- **Work request**: Find the line with "assert!(constraints.contains(&PowerLimit::from_watts(200)));" in the entries below, then reproduce it and every line after it down to and including the line with "the 300W default", exactly.

- **Supplied records**:

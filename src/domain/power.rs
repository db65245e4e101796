//! Power domain types
//!
//! Provides validated types for power limits, constraints, and the
//! percentage-based power cap.

use crate::error::DomainError;
use serde::{Deserialize, Serialize};
use std::fmt;

/// Power limit in milliwatts (stored internally) but displayed as watts
#[derive(Debug, Clone, Copy, PartialEq, Eq, PartialOrd, Ord, Hash, Serialize, Deserialize)]
pub struct PowerLimit(u32);

impl PowerLimit {
    /// Create a new power limit from watts
    pub const fn from_watts(watts: u32) -> Self {
        Self(watts * 1000)
    }

    /// Create a new power limit from milliwatts
    pub const fn from_milliwatts(mw: u32) -> Self {
        Self(mw)
    }

    /// Get the power limit in watts
    #[inline]
    pub const fn as_watts(&self) -> u32 {
        self.0 / 1000
    }

    /// Get the power limit in milliwatts
    #[inline]
    pub const fn as_milliwatts(&self) -> u32 {
        self.0
    }

    /// Validate this power limit against constraints
    pub fn validate(&self, constraints: &PowerConstraints) -> Result<(), DomainError> {
        if !constraints.contains(self) {
            return Err(DomainError::PowerCapOutOfRange {
                requested_mw: self.0,
                min_mw: constraints.min.0,
                max_mw: constraints.max.0,
            });
        }
        Ok(())
    }
}

impl fmt::Display for PowerLimit {
    fn fmt(&self, f: &mut fmt::Formatter<'_>) -> fmt::Result {
        write!(f, "{}W", self.as_watts())
    }
}

/// Power constraints from GPU (min/max limits)
#[derive(Debug, Clone, Copy, PartialEq, Eq, Serialize, Deserialize)]
pub struct PowerConstraints {
    /// Minimum power limit
    pub min: PowerLimit,
    /// Maximum power limit
    pub max: PowerLimit,
    /// Default power limit
    pub default: PowerLimit,
}

impl PowerConstraints {
    /// Create new power constraints
    pub fn new(min: PowerLimit, max: PowerLimit, default: PowerLimit) -> Self {
        Self { min, max, default }
    }

    /// Check if a power limit is within constraints
    pub fn contains(&self, limit: &PowerLimit) -> bool {
        limit.0 >= self.min.0 && limit.0 <= self.max.0
    }
}

impl fmt::Display for PowerConstraints {
    fn fmt(&self, f: &mut fmt::Formatter<'_>) -> fmt::Result {
        write!(f, "{}-{} (default: {})", self.min, self.max, self.default)
    }
}

/// Power cap expressed as a percentage of the GPU's default power limit
#[derive(Debug, Clone, Copy, PartialEq, Serialize, Deserialize)]
pub struct PowerCapPercent(f64);

impl PowerCapPercent {
    /// Create a new power cap percentage
    ///
    /// Rejects non-finite and negative values. Whether the percentage is
    /// actually achievable is decided against the GPU's reported constraints
    /// at apply time.
    pub fn new(percent: f64) -> Result<Self, DomainError> {
        if !percent.is_finite() || percent < 0.0 {
            return Err(DomainError::InvalidPowerCapPercent(percent));
        }
        Ok(Self(percent))
    }

    /// Get the raw percentage value
    #[inline]
    pub fn as_percent(&self) -> f64 {
        self.0
    }

    /// Resolve the percentage to an absolute limit in the vendor's
    /// milliwatt unit, relative to the GPU's default power limit.
    pub fn resolve(&self, constraints: &PowerConstraints) -> PowerLimit {
        let mw = constraints.default.as_milliwatts() as f64 * self.0 / 100.0;
        PowerLimit::from_milliwatts(mw.round() as u32)
    }
}

impl fmt::Display for PowerCapPercent {
    fn fmt(&self, f: &mut fmt::Formatter<'_>) -> fmt::Result {
        write!(f, "{:.2}%", self.0)
    }
}

#[cfg(test)]
mod tests {
    use super::*;

    fn constraints() -> PowerConstraints {
        PowerConstraints::new(
            PowerLimit::from_watts(100),
            PowerLimit::from_watts(400),
            PowerLimit::from_watts(300),
        )
    }

    #[test]
    fn test_power_limit_from_watts() {
        let limit = PowerLimit::from_watts(300);
        assert_eq!(limit.as_watts(), 300);
        assert_eq!(limit.as_milliwatts(), 300_000);
    }

    #[test]
    fn test_power_limit_display() {
        let limit = PowerLimit::from_watts(350);
        assert_eq!(limit.to_string(), "350W");
    }

    #[test]
    fn test_power_constraints_contains() {
        let constraints = constraints();

        assert!(constraints.contains(&PowerLimit::from_watts(200)));
        assert!(constraints.contains(&PowerLimit::from_watts(100)));
        assert!(constraints.contains(&PowerLimit::from_watts(400)));
        assert!(!constraints.contains(&PowerLimit::from_watts(50)));
        assert!(!constraints.contains(&PowerLimit::from_watts(500)));
    }

    #[test]
    fn test_power_limit_validation() {
        let constraints = constraints();

        let valid = PowerLimit::from_watts(250);
        assert!(valid.validate(&constraints).is_ok());

        let too_low = PowerLimit::from_watts(50);
        assert!(too_low.validate(&constraints).is_err());

        let too_high = PowerLimit::from_watts(500);
        assert!(too_high.validate(&constraints).is_err());
    }

    #[test]
    fn test_power_cap_percent_rejects_garbage() {
        assert!(PowerCapPercent::new(f64::NAN).is_err());
        assert!(PowerCapPercent::new(f64::INFINITY).is_err());
        assert!(PowerCapPercent::new(-10.0).is_err());
        assert!(PowerCapPercent::new(60.0).is_ok());
    }

    #[test]
    fn test_power_cap_percent_resolution() {
        let cap = PowerCapPercent::new(60.0).unwrap();
        // 60% of the 300W default
        assert_eq!(cap.resolve(&constraints()).as_milliwatts(), 180_000);

        let full = PowerCapPercent::new(100.0).unwrap();
        assert_eq!(full.resolve(&constraints()).as_milliwatts(), 300_000);
    }

    #[test]
    fn test_resolved_cap_out_of_range() {
        // 60% of 300W = 180W is in range; 20% = 60W falls below the 100W floor
        let low = PowerCapPercent::new(20.0).unwrap();
        let resolved = low.resolve(&constraints());
        assert!(resolved.validate(&constraints()).is_err());

        // 150% = 450W exceeds the 400W ceiling
        let high = PowerCapPercent::new(150.0).unwrap();
        let resolved = high.resolve(&constraints());
        assert!(resolved.validate(&constraints()).is_err());
    }

    #[test]
    fn test_power_cap_percent_display() {
        let cap = PowerCapPercent::new(60.0).unwrap();
        assert_eq!(cap.to_string(), "60.00%");
    }
}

- **Answer section**:
        assert!(constraints.contains(&PowerLimit::from_watts(200)));
        assert!(constraints.contains(&PowerLimit::from_watts(100)));
        assert!(constraints.contains(&PowerLimit::from_watts(400)));
        assert!(!constraints.contains(&PowerLimit::from_watts(50)));
        assert!(!constraints.contains(&PowerLimit::from_watts(500)));
    }

    #[test]
    fn test_power_limit_validation() {
        let constraints = constraints();

        let valid = PowerLimit::from_watts(250);
        assert!(valid.validate(&constraints).is_ok());

        let too_low = PowerLimit::from_watts(50);
        assert!(too_low.validate(&constraints).is_err());

        let too_high = PowerLimit::from_watts(500);
        assert!(too_high.validate(&constraints).is_err());
    }

    #[test]
    fn test_power_cap_percent_rejects_garbage() {
        assert!(PowerCapPercent::new(f64::NAN).is_err());
        assert!(PowerCapPercent::new(f64::INFINITY).is_err());
        assert!(PowerCapPercent::new(-10.0).is_err());
        assert!(PowerCapPercent::new(60.0).is_ok());
    }

    #[test]
    fn test_power_cap_percent_resolution() {
        let cap = PowerCapPercent::new(60.0).unwrap();
        // 60% of the 300W default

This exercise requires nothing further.